Intraosseous Lidocaine Administration
The evidence provided addresses intravenous lidocaine administration, not intraosseous (IO) lidocaine—these are fundamentally different routes with distinct pharmacokinetics, indications, and safety profiles. While IO access can deliver medications during resuscitation when IV access fails, the specific guidelines for lidocaine dosing via the IO route follow emergency resuscitation protocols, not the perioperative pain management protocols described in the available evidence.
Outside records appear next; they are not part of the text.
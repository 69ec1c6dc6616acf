//! Database-size eviction.
//!
//! When the database outgrows its ceiling, the least-hit chunks (and, if
//! that is not enough, the least-hit graph nodes) are deleted toward an
//! 80%-of-ceiling target, then `VACUUM` reclaims the space. One pass is
//! best-effort; callers re-run if the file is still over budget.

use std::path::Path;

use serde::Serialize;

use crate::error::Result;
use crate::store::Store;

/// Fraction of the ceiling the pass aims for.
const TARGET_FRACTION: f64 = 0.8;

/// Share of the size gap covered by chunk deletion, by row count.
const CHUNK_SHARE: f64 = 0.5;

/// Share of the remaining gap covered by node deletion.
const NODE_SHARE: f64 = 0.3;

/// Result of one eviction pass.
#[derive(Debug, Clone, Serialize)]
pub struct EvictionOutcome {
    pub evicted_chunks: u64,
    pub evicted_nodes: u64,
    pub size_before: u64,
    pub size_after: u64,
    pub was_needed: bool,
}

/// Run one eviction pass against the database at `db_path`.
pub async fn evict_if_needed(db_path: &Path, max_db_size_bytes: u64) -> Result<EvictionOutcome> {
    let size_before = file_size(db_path);
    if size_before <= max_db_size_bytes {
        return Ok(EvictionOutcome {
            evicted_chunks: 0,
            evicted_nodes: 0,
            size_before,
            size_after: size_before,
            was_needed: false,
        });
    }

    let target = (max_db_size_bytes as f64 * TARGET_FRACTION) as u64;
    let bytes_to_free = size_before.saturating_sub(target);
    let fraction = bytes_to_free as f64 / size_before as f64;

    let store = Store::open_rw(db_path).await?;

    let chunk_count = store.count("file_chunks").await?;
    let chunks_to_delete = ((chunk_count as f64 * fraction * CHUNK_SHARE).ceil() as i64).max(1);
    let evicted_chunks = store.evict_chunks(chunks_to_delete).await?;

    let mut evicted_nodes = 0u64;
    if file_size(db_path) > target {
        let node_count = store.count("code_graph_nodes").await?;
        if node_count > 0 {
            let nodes_to_delete = ((node_count as f64 * fraction * NODE_SHARE).ceil() as i64).max(1);
            evicted_nodes = store.evict_nodes(nodes_to_delete).await?;
        }
    }

    store.vacuum().await?;
    store.close().await;

    let size_after = file_size(db_path);
    tracing::info!(
        size_before,
        size_after,
        evicted_chunks,
        evicted_nodes,
        "eviction pass finished"
    );

    Ok(EvictionOutcome {
        evicted_chunks,
        evicted_nodes,
        size_before,
        size_after,
        was_needed: true,
    })
}

fn file_size(path: &Path) -> u64 {
    std::fs::metadata(path).map(|m| m.len()).unwrap_or(0)
}

#[cfg(test)]
mod tests {
    use super::*;
    use crate::store::{ChunkInsert, FileRecord, IngestBatch};
    use tempfile::TempDir;

    async fn seeded_db(tmp: &TempDir, chunk_count: usize) -> std::path::PathBuf {
        let db_path = tmp.path().join("evict.sqlite");
        let store = Store::open_rw(&db_path).await.unwrap();
        store.migrate().await.unwrap();

        let filler = "x".repeat(4096);
        let batch = IngestBatch {
            root: "/ws".to_string(),
            files: vec![FileRecord {
                path: "big.txt".to_string(),
                size: 1,
                modified: 1,
                hash: "h".to_string(),
                last_indexed_at: 1,
                content: None,
            }],
            chunks: (0..chunk_count)
                .map(|i| ChunkInsert {
                    id: format!("chunk-{i}"),
                    path: "big.txt".to_string(),
                    chunk_index: i as i64,
                    content: filler.clone(),
                    embedding: None,
                    embedding_model: None,
                    byte_start: 0,
                    byte_end: filler.len() as i64,
                    line_start: 1,
                    line_end: 1,
                })
                .collect(),
            started_at: 1,
            finished_at: 2,
            indexed_at: 2,
            touch_timestamp: 2,
            ..Default::default()
        };
        store.apply_ingest(&batch).await.unwrap();
        store.close().await;
        db_path
    }

    #[tokio::test]
    async fn under_ceiling_is_a_noop() {
        let tmp = TempDir::new().unwrap();
        let db_path = seeded_db(&tmp, 4).await;
        let outcome = evict_if_needed(&db_path, u64::MAX).await.unwrap();
        assert!(!outcome.was_needed);
        assert_eq!(outcome.evicted_chunks, 0);
        assert_eq!(outcome.evicted_nodes, 0);
        assert_eq!(outcome.size_before, outcome.size_after);
    }

    #[tokio::test]
    async fn over_ceiling_evicts_something() {
        let tmp = TempDir::new().unwrap();
        let db_path = seeded_db(&tmp, 64).await;
        let size = std::fs::metadata(&db_path).unwrap().len();

        let outcome = evict_if_needed(&db_path, size / 2).await.unwrap();
        assert!(outcome.was_needed);
        assert!(outcome.evicted_chunks + outcome.evicted_nodes > 0);

        let store = Store::open_rw(&db_path).await.unwrap();
        let remaining = store.count("file_chunks").await.unwrap();
        assert!((remaining as u64) < 64);
        store.close().await;
    }
}
// Copyright (c) 2024-2026 Martin Schröder <info@swedishembedded.com>
//
// SPDX-License-Identifier: Apache-2.0
//!
//! Cryptographic identity and packet protection for mist nodes.
//!
//! One (username, password) pair is the sole secret of an account.
//! Everything else is derived from it:
//!
//! - an Ed25519 signing keypair — the hex of the public key **is** the
//!   user's overlay identity;
//! - the matching X25519 keypair (standard curve conversion) used for
//!   sealed probe auth and end-to-end message boxes;
//! - an independent 32-byte vault key protecting message content at rest.
//!
//! Route identifiers and target hashes are blake3 over identity strings,
//! so a relaying node only ever sees hashes, never endpoint identities.

pub mod error;
mod identity;
mod vault;

pub use error::CryptoError;
pub use identity::{verify, Identity, PublicHandle};

/// Directional channel identifier for a conversation `a → b`.
///
/// Order-sensitive: `route_id(a, b) != route_id(b, a)`. The two hashes
/// form the forward and return channels of one conversation.
pub fn route_id(a: &str, b: &str) -> String {
    let mut hasher = blake3::Hasher::new();
    hasher.update(a.as_bytes());
    hasher.update(b.as_bytes());
    hasher.finalize().to_hex().to_string()
}

/// Hash of an identity, used in probes so that only the target itself can
/// recognize who a probe is for.
pub fn target_hash(id: &str) -> String {
    blake3::hash(id.as_bytes()).to_hex().to_string()
}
IO Route for Lidocaine in Emergency Settings
For cardiopulmonary resuscitation, lidocaine can be administered via the IO route using standard resuscitation dosing protocols. 1, 2
Dosing for IO Administration During Resuscitation
Adult dosing: 50-100 mg administered as initial bolus, with repeat dosing after 5 minutes if needed 1
Pediatric dosing: 1 mg/kg bolus dose per American Heart Association guidelines 1
- Followed by continuous infusion at 30 mcg/kg/min if needed 1
IO Access Characteristics
- Success rate: Approximately 80% with trained providers achieving placement within 1-2 minutes 2
- Drug delivery: Rapid systemic circulation via highly vascularized bone marrow 2
- All resuscitation drugs can be given by the IO route, though lidocaine specifically demonstrates reliable pharmacokinetics 2
Critical Safety Considerations for IO Lidocaine
Complications Specific to IO Route
- Extravasation: Most common adverse effect, occurring in 12% of patients 2
- Rare but serious complications: Compartment syndrome, osteomyelitis, tibial fracture 2
- Systemic toxicity monitoring: Watch for perioral numbness, tinnitus, metallic taste, visual disturbances, confusion, seizures, cardiovascular collapse 3
Contraindications and Precautions
The IO route should be avoided in:
- Fractures at the insertion site 2
- Infection or burns at the insertion site 2
- Previous IO attempts in the same bone 2
Important Distinction: IV vs IO Lidocaine
The extensive guidelines provided 4 specifically address intravenous lidocaine for perioperative pain management, NOT intraosseous administration. These IV protocols include:
- Loading doses of 1.5 mg/kg over 10 minutes 4
- Continuous infusions at 1.5 mg/kg/h 4
- Extensive monitoring requirements in HDU settings 4
- Duration limits of 24 hours 4
These IV perioperative protocols should NOT be applied to IO administration, which is reserved for emergency vascular access during resuscitation when IV access cannot be rapidly obtained 2.
Clinical Pitfall
Do not confuse IO lidocaine administration (emergency resuscitation route) with IV lidocaine infusions (perioperative pain management). The IO route is a rescue vascular access method for delivering resuscitation drugs when IV access fails, not a planned route for analgesic therapy 2. The dosing, monitoring, and indications are completely different between these two routes.